The mystery of Toronto’s infamous tunnel has mostly evaporated, to be replaced by just plain weirdness.
Earlier this week, Toronto cops clarified the bizarre bunker discovered near an upcoming Pan Am Games venue was not a smuggler’s den or terrorist hideout, but just a “man cave.” There was no nefarious intent, they said, so no criminal charges.
They wouldn’t identify the builders, but now one has come forward to take credit.
Elton McDonald, a 22-year-old construction worker told the Toronto Sun that building the underground cave was “something I always wanted to do,” suggesting that he’s in dire need of new hobbies or some better outlet for his skills and energy.
McDonald told the Sun he started building the tunnel more than two years ago and that it took five months to complete with help from a couple friends. He added he had planned to expand it to include a couple rooms and was disappointed the police had filled it in with dirt after they discovered it.
One of the most puzzling aspects of the story was the utter lack of punishment for someone excavating and building on public property without permission. Police said “there’s nothing illegal about digging a hole,” and the landowner didn’t press any charges, possibly because two Toronto agencies couldn’t decide who held jurisdiction.

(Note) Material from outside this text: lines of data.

//! `mapfood shops ...`

use mapfood_core::query::FILTER_ALL;
use mapfood_core::{ShopId, ShopStatus};
use mapfood_dashboard::controllers::ShopsController;
use mapfood_dashboard::{FetchOutcome, MutationError};

use super::{CommandError, Context, finish, page_footer};

/// List one page of shops.
pub async fn list(
    ctx: &Context,
    search: Option<&str>,
    status: Option<ShopStatus>,
    page: u32,
) -> Result<(), CommandError> {
    let controller = ShopsController::new(ctx.api.clone(), ctx.notifier());
    let listing = controller.listing();
    listing
        .stage(|query| {
            query.set_search(search.unwrap_or_default());
            query.set_filter("status", status.map_or(FILTER_ALL, |s| s.as_str()));
        })
        .await;
    listing.load().await?;
    if page > 1 {
        listing.go_to_page(page).await?;
    }

    let shops = listing.items().await;
    for shop in &shops {
        println!(
            "{:<26} {:<30} {:<8} {:<12} {}",
            shop.id.as_str(),
            shop.name,
            shop.status.as_str(),
            shop.phone,
            shop.address
        );
    }
    page_footer(listing.page().await, listing.total_pages().await, shops.len());
    Ok(())
}

/// Activate or deactivate a shop after confirmation.
pub async fn toggle(ctx: &Context, id: &str) -> Result<(), CommandError> {
    let controller = ShopsController::new(ctx.api.clone(), ctx.notifier());
    let id = ShopId::new(id);
    let listing = controller.listing();

    listing.load().await?;
    while listing.entity(&id).await.is_err() {
        if listing.next_page().await? == FetchOutcome::Skipped {
            return Err(listing
                .refuse(MutationError::NotLoaded {
                    kind: "shop",
                    id: id.to_string(),
                })
                .into());
        }
    }

    let pending = controller.request_toggle(&id).await?;
    if ctx.confirm(&format!("{pending}?")).await? {
        finish(controller.confirm_toggle().await)
    } else {
        controller.cancel_toggle();
        Ok(())
    }
}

One of those bodies, the quick-on-the-draw Toronto Region Conservation Authority, announced Friday that it's now starting its own investigation, with a spokesman saying "we do not wish to be punitive." He adds that the agency is focused on restoring the land and that it’d like to "negotiate a settlement."
However, we’ve now learned that McDonald faced some slight punishment in the form of an $800 fine and the loss of his equipment, which he borrowed from his very understanding boss.

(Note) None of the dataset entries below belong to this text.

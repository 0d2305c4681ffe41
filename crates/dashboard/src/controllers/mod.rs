//! One controller per dashboard page.
//!
//! Each controller owns its listing (query, cache, fetch, mutations), one
//! [`ConfirmationGate`] per destructive action, and a handle to the backend.
//! Controllers that act on behalf of the signed-in user take a
//! [`CurrentUser`](crate::session::CurrentUser) at construction and cannot be
//! built without one.

mod accounts;
mod foods;
mod orders;
mod revenue;
mod shop_profile;
mod shops;

pub use accounts::{AccountSource, AccountsController, ROLES, role_id, role_name};
pub use foods::{FoodSource, FoodsController};
pub use orders::{OrderSource, OrderTab, OrdersController};
pub use revenue::RevenueController;
pub use shop_profile::{ProfileSource, ShopProfileController};
pub use shops::{ShopSource, ShopsController};

use mapfood_core::{InvalidTransition, Lifecycle, Resource};

use crate::error::MutationError;
use crate::gate::{ConfirmationGate, Pending};
use crate::listing::{ListingController, ListingSource};

/// Gate target of a status transition.
pub type Transition<R> = Pending<<R as Resource>::Id, <R as Lifecycle>::Action>;

/// The single action a two-state toggle offers right now.
fn toggle_action<R: Lifecycle>(entity: &R) -> Result<R::Action, InvalidTransition> {
    entity
        .allowed_actions()
        .into_iter()
        .next()
        .ok_or_else(|| InvalidTransition {
            kind: <R as Lifecycle>::KIND,
            from: entity.status().to_string(),
            action: "toggle".to_owned(),
        })
}

/// Check `action` against the cached entity and open `gate` on it.
///
/// Refusals are toasted and nothing is opened.
async fn open_transition<R, S>(
    listing: &ListingController<R, S>,
    gate: &ConfirmationGate<Transition<R>>,
    id: &R::Id,
    action: Option<R::Action>,
    label: impl FnOnce(&R) -> String + Send,
) -> Result<Transition<R>, MutationError>
where
    R: Resource + Lifecycle,
    R::Action: Send,
    S: ListingSource<R>,
{
    let entity = listing.entity(id).await.map_err(|e| listing.refuse(e))?;
    let action = match action {
        Some(action) => action,
        None => toggle_action(&entity).map_err(|e| listing.refuse(e))?,
    };
    entity.apply(action).map_err(|e| listing.refuse(e))?;

    let pending = Pending {
        id: id.clone(),
        action,
        label: label(&entity),
    };
    if !gate.open(pending.clone()) {
        return Err(listing.refuse(MutationError::InFlight {
            kind: <R as Resource>::KIND,
            id: id.to_string(),
        }));
    }
    Ok(pending)
}

/// Re-check a confirmed transition against the latest cached entity.
///
/// The entity may have changed between opening the gate and confirming it.
async fn recheck<R, S>(
    listing: &ListingController<R, S>,
    pending: &Transition<R>,
) -> Result<(R, R::Status), MutationError>
where
    R: Resource + Lifecycle,
    S: ListingSource<R>,
{
    let entity = listing
        .entity(&pending.id)
        .await
        .map_err(|e| listing.refuse(e))?;
    let next = entity
        .apply(pending.action)
        .map_err(|e| listing.refuse(e))?;
    Ok((entity, next))
}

That same boss actually posted bail for McDonald when he was arrested on gun charges back in 2011. The charges were eventually dropped.
McDonald apparently planned to sell his story to the media to cover the cost of his fines, which seems like a wild overestimation of how compelling a story it is: guy wants to dig weird cave, guy digs weird cave. The end.
After the “man-cave” revelation, police stressed that the lack of charges shouldn’t be seen as some tacit encouragement for other aspiring bunker-builders. However, even McDonald himself hasn’t been deterred from trying again.
“But I will build it next time when I have my own property,” he told the Sun.
And funnily enough, that’s when he could get into real legal trouble. Building without a permit can have a steep price tag or breaking ground before checking with city authorities can leave you liable for damages to city infrastructure like buried cables or pipes.
Also, a 22-year-old in a town as pricey as Toronto likely won’t have property of his own for a long while. How long can he resist his digging desires?
There may be more tunnel trouble on the horizon.